* **Directions**
Write out the whole listing. Leave out nothing.

* **Material shown**
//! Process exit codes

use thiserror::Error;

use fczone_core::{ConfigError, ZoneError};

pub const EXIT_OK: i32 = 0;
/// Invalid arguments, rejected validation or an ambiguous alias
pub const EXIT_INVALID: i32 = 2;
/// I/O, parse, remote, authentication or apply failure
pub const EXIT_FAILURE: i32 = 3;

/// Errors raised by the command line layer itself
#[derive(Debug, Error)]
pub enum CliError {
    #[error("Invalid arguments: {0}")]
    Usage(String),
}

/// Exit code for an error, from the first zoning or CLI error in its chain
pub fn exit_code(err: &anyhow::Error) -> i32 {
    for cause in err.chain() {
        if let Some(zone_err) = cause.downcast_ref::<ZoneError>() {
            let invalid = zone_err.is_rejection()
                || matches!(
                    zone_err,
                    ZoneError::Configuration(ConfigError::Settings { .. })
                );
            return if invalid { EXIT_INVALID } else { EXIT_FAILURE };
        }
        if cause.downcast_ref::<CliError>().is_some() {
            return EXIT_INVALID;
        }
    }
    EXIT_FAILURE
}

* **Answer area**
//! Process exit codes

use thiserror::Error;

use fczone_core::{ConfigError, ZoneError};

pub const EXIT_OK: i32 = 0;
/// Invalid arguments, rejected validation or an ambiguous alias
pub const EXIT_INVALID: i32 = 2;
/// I/O, parse, remote, authentication or apply failure
pub const EXIT_FAILURE: i32 = 3;

/// Errors raised by the command line layer itself
#[derive(Debug, Error)]
pub enum CliError {
    #[error("Invalid arguments: {0}")]
    Usage(String),
}

/// Exit code for an error, from the first zoning or CLI error in its chain
pub fn exit_code(err: &anyhow::Error) -> i32 {
    for cause in err.chain() {
        if let Some(zone_err) = cause.downcast_ref::<ZoneError>() {
            let invalid = zone_err.is_rejection()
                || matches!(
                    zone_err,
                    ZoneError::Configuration(ConfigError::Settings { .. })
                );
            return if invalid { EXIT_INVALID } else { EXIT_FAILURE };
        }
        if cause.downcast_ref::<CliError>().is_some() {
            return EXIT_INVALID;
        }
    }
    EXIT_FAILURE
}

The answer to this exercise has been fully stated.